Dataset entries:
impl Workbench {
    /// Create a workbench with one sample text input and one default
    /// generator.
    pub fn new(config: WorkbenchConfig) -> Self {
        let input = InputCard::new_text(INITIAL_INPUT_LABEL, config.sample_input.clone());
        let generator = GeneratorCard::new(GeneratorConfig::new(
            INITIAL_GENERATOR_LABEL,
            config.default_model.clone(),
            config.default_system_message.clone(),
        ));
        Self {
            active_input_id: Some(input.id().clone()),
            inputs: vec![input],
            generators: vec![generator],
            records: Vec::new(),
            next_generator_number: 2,
            total_spent: 0.0,
            config,
        }
    }

    /// Wrap into a [`SharedWorkbench`].
    pub fn into_shared(self) -> SharedWorkbench {
        Arc::new(RwLock::new(self))
    }

    /// Configuration the workbench was created with.
    #[must_use]
    pub fn config(&self) -> &WorkbenchConfig {
        &self.config
    }

    // ------------------------------------------------------------------
    // Inputs
    // ------------------------------------------------------------------

    /// Input cards, newest first.
    #[must_use]
    pub fn inputs(&self) -> &[InputCard] {
        &self.inputs
    }

    /// An input card by id.
    #[must_use]
    pub fn input(&self, id: &CardId) -> Option<&InputCard> {
        self.inputs.iter().find(|c| c.id() == id)
    }

    fn input_mut(&mut self, id: &CardId) -> LabResult<&mut InputCard> {
        self.inputs
            .iter_mut()
            .find(|c| c.id() == id)
            .ok_or_else(|| LabError::card_not_found(id))
    }

    fn push_input(&mut self, card: InputCard) -> CardId {
        let id = card.id().clone();
        debug!(target: "schemalab::state", card = %id, label = card.label(), kind = %card.kind(), "added input");
        self.inputs.insert(0, card);
        self.active_input_id = Some(id.clone());
        id
    }

    /// Add an empty text input labelled `input N` and make it active.
    pub fn add_text_input(&mut self) -> CardId {
        let label = format!("input {}", self.inputs.len() + 1);
        self.push_input(InputCard::new_text(label, ""))
    }

    /// Add a text input with the given label and text and make it active.
    pub fn add_text_input_with(&mut self, label: impl Into<String>, data: impl Into<String>) -> CardId {
        self.push_input(InputCard::new_text(label, data))
    }

    /// Add a fetch input labelled `fetch N` with the default request and
    /// make it active.
    pub fn add_fetch_input(&mut self) -> CardId {
        let fetch_count = self
            .inputs
            .iter()
            .filter(|c| c.kind() == InputKind::Fetch)
            .count();
        let label = format!("fetch {}", fetch_count + 1);
        let request = self.config.default_fetch_request();
        self.push_input(InputCard::new_fetch(label, request))
    }

    /// Delete an input card. The active input moves to the first remaining
    /// card when the deleted card was active.
    ///
    /// # Errors
    ///
    /// [`LabError::LastInputCard`] when it is the only card,
    /// [`LabError::CardNotFound`] for an unknown id.
    pub fn delete_input(&mut self, id: &CardId) -> LabResult<()> {
        let index = self
            .inputs
            .iter()
            .position(|c| c.id() == id)
            .ok_or_else(|| LabError::card_not_found(id))?;
        if self.inputs.len() <= 1 {
            return Err(LabError::LastInputCard);
        }
        self.inputs.remove(index);
        if self.active_input_id.as_ref() == Some(id) {
            self.active_input_id = self.inputs.first().map(|c| c.id().clone());
        }
        debug!(target: "schemalab::state", card = %id, "deleted input");
        Ok(())
    }

    /// Select the input used by generations.
    ///
    /// # Errors
    ///
    /// [`LabError::CardNotFound`] for an unknown id.
    pub fn set_active_input(&mut self, id: &CardId) -> LabResult<()> {
        if self.input(id).is_none() {
            return Err(LabError::card_not_found(id));
        }
        self.active_input_id = Some(id.clone());
        Ok(())
    }

    /// Id of the active input.
    #[must_use]
    pub fn active_input_id(&self) -> Option<&CardId> {
        self.active_input_id.as_ref()
    }

    /// The active input card.
    #[must_use]
    pub fn active_input(&self) -> Option<&InputCard> {
        self.active_input_id.as_ref().and_then(|id| self.input(id))
    }

    pub(crate) fn active_input_mut(&mut self) -> Option<&mut InputCard> {
        let id = self.active_input_id.clone()?;
        self.inputs.iter_mut().find(|c| *c.id() == id)
    }

    /// Replace the text of a text input.
    ///
    /// # Errors
    ///
    /// [`LabError::CardNotFound`], or [`LabError::InputKindMismatch`] on a
    /// fetch input.
    pub fn update_input_text(&mut self, id: &CardId, text: impl Into<String>) -> LabResult<()> {
        self.input_mut(id)?.set_text(text)
    }

    /// Replace the request of a fetch input.
    ///
    /// # Errors
    ///
    /// [`LabError::CardNotFound`], or [`LabError::InputKindMismatch`] on a
    /// text input.
    pub fn update_fetch_config(&mut self, id: &CardId, config: FetchRequestConfig) -> LabResult<()> {
        self.input_mut(id)?.set_fetch_config(config)
    }

    /// Rename an input.
    ///
    /// # Errors
    ///
    /// [`LabError::CardNotFound`] for an unknown id.
    pub fn set_input_label(&mut self, id: &CardId, label: impl Into<String>) -> LabResult<()> {
        self.input_mut(id)?.set_label(label);
        Ok(())
    }

    /// Snapshot an input's draft. Returns the new version.
    ///
    /// # Errors
    ///
    /// [`LabError::CardNotFound`] for an unknown id.
    pub fn commit_input(&mut self, id: &CardId) -> LabResult<u32> {
        Ok(self.input_mut(id)?.commit())
    }

    /// Load an input snapshot into the draft.
    ///
    /// # Errors
    ///
    /// [`LabError::CardNotFound`] or [`LabError::VersionNotFound`].
    pub fn switch_input_version(&mut self, id: &CardId, version: u32) -> LabResult<()> {
        self.input_mut(id)?.switch_to_version(version)
    }

    /// Unpin an input from its snapshot.
    ///
    /// # Errors
    ///
    /// [`LabError::CardNotFound`] for an unknown id.
    pub fn switch_input_to_working(&mut self, id: &CardId) -> LabResult<()> {
        self.input_mut(id)?.switch_to_working();
        Ok(())
    }

    /// Discard input edits by loading its newest snapshot.
    ///
    /// # Errors
    ///
    /// [`LabError::CardNotFound`] or [`LabError::VersionNotFound`].
    pub fn revert_input_to_latest(&mut self, id: &CardId) -> LabResult<u32> {
        self.input_mut(id)?.revert_to_latest()
    }

    /// Where an input's pointer is.
    ///
    /// # Errors
    ///
    /// [`LabError::CardNotFound`] for an unknown id.
    pub fn input_version(&self, id: &CardId) -> LabResult<VersionPointer> {
        self.input(id)
            .map(InputCard::current)
            .ok_or_else(|| LabError::card_not_found(id))
    }

    // ------------------------------------------------------------------
    // Generators
    // ------------------------------------------------------------------

    /// Generator cards, newest first.
    #[must_use]
    pub fn generators(&self) -> &[GeneratorCard] {
        &self.generators
    }

    /// A generator card by id.
    #[must_use]
    pub fn generator(&self, id: &CardId) -> Option<&GeneratorCard> {
        self.generators.iter().find(|c| c.id() == id)
    }

    pub(crate) fn generator_mut(&mut self, id: &CardId) -> LabResult<&mut GeneratorCard> {
        self.generators
            .iter_mut()
            .find(|c| c.id() == id)
            .ok_or_else(|| LabError::card_not_found(id))
    }

    /// Add a generator labelled `Generator N` with the default schema.
    pub fn add_generator(&mut self) -> CardId {
        let label = format!("Generator {}", self.next_generator_number);
        self.next_generator_number += 1;
        let card = GeneratorCard::new(GeneratorConfig::new(
            label,
            self.config.default_model.clone(),
            self.config.new_generator_system_message.clone(),
        ));
        let id = card.id().clone();
        debug!(target: "schemalab::state", card = %id, label = card.label(), "added generator");
        self.generators.insert(0, card);
        id
    }

    /// Delete a generator. Its records stay as audit copies; see
    /// [`is_orphaned`](Self::is_orphaned).
    ///
    /// # Errors
    ///
    /// [`LabError::CardNotFound`] for an unknown id.
    pub fn delete_generator(&mut self, id: &CardId) -> LabResult<()> {
        let index = self
            .generators
            .iter()
            .position(|c| c.id() == id)
            .ok_or_else(|| LabError::card_not_found(id))?;
        self.generators.remove(index);
        debug!(target: "schemalab::state", card = %id, "deleted generator");
        Ok(())
    }

    /// Edit a generator's draft in place.
    ///
    /// # Errors
    ///
    /// [`LabError::CardNotFound`] for an unknown id.
    pub fn update_generator<R>(
        &mut self,
        id: &CardId,
        f: impl FnOnce(&mut GeneratorConfig) -> R,
    ) -> LabResult<R> {
        self.generator_mut(id)?.edit(f)
    }

    /// Use builder fields as a generator's schema.
    ///
    /// # Errors
    ///
    /// [`LabError::CardNotFound`] for an unknown id.
    pub fn set_generator_schema_fields(&mut self, id: &CardId, fields: Vec<SchemaField>) -> LabResult<()> {
        self.generator_mut(id)?.set_schema_fields(fields);
        Ok(())
    }

    /// Use schema text as a generator's schema, unchecked.
    ///
    /// # Errors
    ///
    /// [`LabError::CardNotFound`] for an unknown id.
    pub fn set_generator_raw_schema(&mut self, id: &CardId, text: impl Into<String>) -> LabResult<()> {
        self.generator_mut(id)?.set_raw_schema(text);
        Ok(())
    }

    /// Remove a generator's schema.
    ///
    /// # Errors
    ///
    /// [`LabError::CardNotFound`] for an unknown id.
    pub fn clear_generator_schema(&mut self, id: &CardId) -> LabResult<()> {
        self.generator_mut(id)?.clear_schema();
        Ok(())
    }

    /// Validate schema text, then store it as the generator's raw schema.
    ///
    /// # Errors
    ///
    /// [`LabError::InvalidSchema`] when the validator rejects the text,
    /// [`LabError::CardNotFound`] for an unknown id.
    pub fn import_schema(&mut self, id: &CardId, text: &str) -> LabResult<()> {
        validate_schema_text(text).map_err(|e| LabError::InvalidSchema(e.to_string()))?;
        self.set_generator_raw_schema(id, text.trim())
    }

    /// Apply an assistant draft: system message and raw schema.
    ///
    /// # Errors
    ///
    /// [`LabError::InvalidSchema`] or [`LabError::CardNotFound`].
    pub fn apply_draft(&mut self, id: &CardId, draft: &ConfigDraft) -> LabResult<()> {
        validate_schema_text(&draft.schema).map_err(|e| LabError::InvalidSchema(e.to_string()))?;
        let card = self.generator_mut(id)?;
        card.set_system_message(draft.system_message.clone());
        card.set_raw_schema(draft.schema.trim());
        Ok(())
    }

    /// Snapshot a generator's draft. Returns the new version.
    ///
    /// # Errors
    ///
    /// [`LabError::CardNotFound`] for an unknown id.
    pub fn commit_generator(&mut self, id: &CardId) -> LabResult<u32> {
        Ok(self.generator_mut(id)?.commit())
    }

    /// Load a generator snapshot into the draft.
    ///
    /// # Errors
    ///
    /// [`LabError::CardNotFound`] or [`LabError::VersionNotFound`].
    pub fn switch_generator_version(&mut self, id: &CardId, version: u32) -> LabResult<()> {
        self.generator_mut(id)?.switch_to_version(version)
    }

    /// Unpin a generator from its snapshot.
    ///
    /// # Errors
    ///
    /// [`LabError::CardNotFound`] for an unknown id.
    pub fn switch_generator_to_working(&mut self, id: &CardId) -> LabResult<()> {
        self.generator_mut(id)?.switch_to_working();
        Ok(())
    }

    /// Discard generator edits by loading its newest snapshot.
    ///
    /// # Errors
    ///
    /// [`LabError::CardNotFound`] or [`LabError::VersionNotFound`].
    pub fn revert_generator_to_latest(&mut self, id: &CardId) -> LabResult<u32> {
        self.generator_mut(id)?.revert_to_latest()
    }

    /// Where a generator's pointer is.
    ///
    /// # Errors
    ///
    /// [`LabError::CardNotFound`] for an unknown id.
    pub fn generator_version(&self, id: &CardId) -> LabResult<VersionPointer> {
        self.generator(id)
            .map(GeneratorCard::current)
            .ok_or_else(|| LabError::card_not_found(id))
    }

    // ------------------------------------------------------------------
    // Records
    // ------------------------------------------------------------------

    /// Add a record at the front.
    pub fn insert_record(&mut self, record: GenerationRecord) -> RecordId {
        let id = record.id.clone();
        self.records.insert(0, record);
        id
    }

    /// A record by id.
    #[must_use]
    pub fn record(&self, id: &RecordId) -> Option<&GenerationRecord> {
        self.records.iter().find(|r| &r.id == id)
    }

    pub(crate) fn record_mut(&mut self, id: &RecordId) -> LabResult<&mut GenerationRecord> {
        self.records
            .iter_mut()
            .find(|r| &r.id == id)
            .ok_or_else(|| LabError::RecordNotFound(id.to_string()))
    }

    /// All records, newest first.
    #[must_use]
    pub fn records(&self) -> &[GenerationRecord] {
        &self.records
    }

    /// Records of one generator, newest first.
    pub fn records_for_generator<'a>(
        &'a self,
        generator_id: &'a CardId,
    ) -> impl Iterator<Item = &'a GenerationRecord> + 'a {
        self.records.iter().filter(move |r| &r.generator_id == generator_id)
    }

    /// Whether the record's generator has been deleted.
    ///
    /// # Errors
    ///
    /// [`LabError::RecordNotFound`] for an unknown id.
    pub fn is_orphaned(&self, id: &RecordId) -> LabResult<bool> {
        let record = self
            .record(id)
            .ok_or_else(|| LabError::RecordNotFound(id.to_string()))?;
        Ok(self.generator(&record.generator_id).is_none())
    }

    /// Copy a successful result into a new active text input, as
    /// pretty-printed JSON.
    ///
    /// # Errors
    ///
    /// [`LabError::RecordNotFound`], or [`LabError::NoResult`] when the
    /// record did not succeed.
    pub fn promote_output_to_input(&mut self, id: &RecordId) -> LabResult<CardId> {
        let record = self
            .record(id)
            .ok_or_else(|| LabError::RecordNotFound(id.to_string()))?;
        let value = record
            .value()
            .ok_or_else(|| LabError::NoResult(id.to_string()))?;
        let data = serde_json::to_string_pretty(value).unwrap_or_else(|_| value.to_string());
        let label = format!("input {}", self.inputs.len() + 1);
        let card = self.add_text_input_with(label, data);
        info!(target: "schemalab::state", record = %id, card = %card, "promoted output to input");
        Ok(card)
    }

    /// Total actual cost of all successful generations.
    #[must_use]
    pub fn total_spent(&self) -> f64 {
        self.total_spent
    }

    pub(crate) fn add_spend(&mut self, cost: f64) {
        self.total_spent += cost;
    }
}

Try it:
The answer must consist of every line above that holds the string "RecordNotFound", copied exactly.

Answer space:
            .ok_or_else(|| LabError::RecordNotFound(id.to_string()))
    /// [`LabError::RecordNotFound`] for an unknown id.
            .ok_or_else(|| LabError::RecordNotFound(id.to_string()))?;
    /// [`LabError::RecordNotFound`], or [`LabError::NoResult`] when the
            .ok_or_else(|| LabError::RecordNotFound(id.to_string()))?;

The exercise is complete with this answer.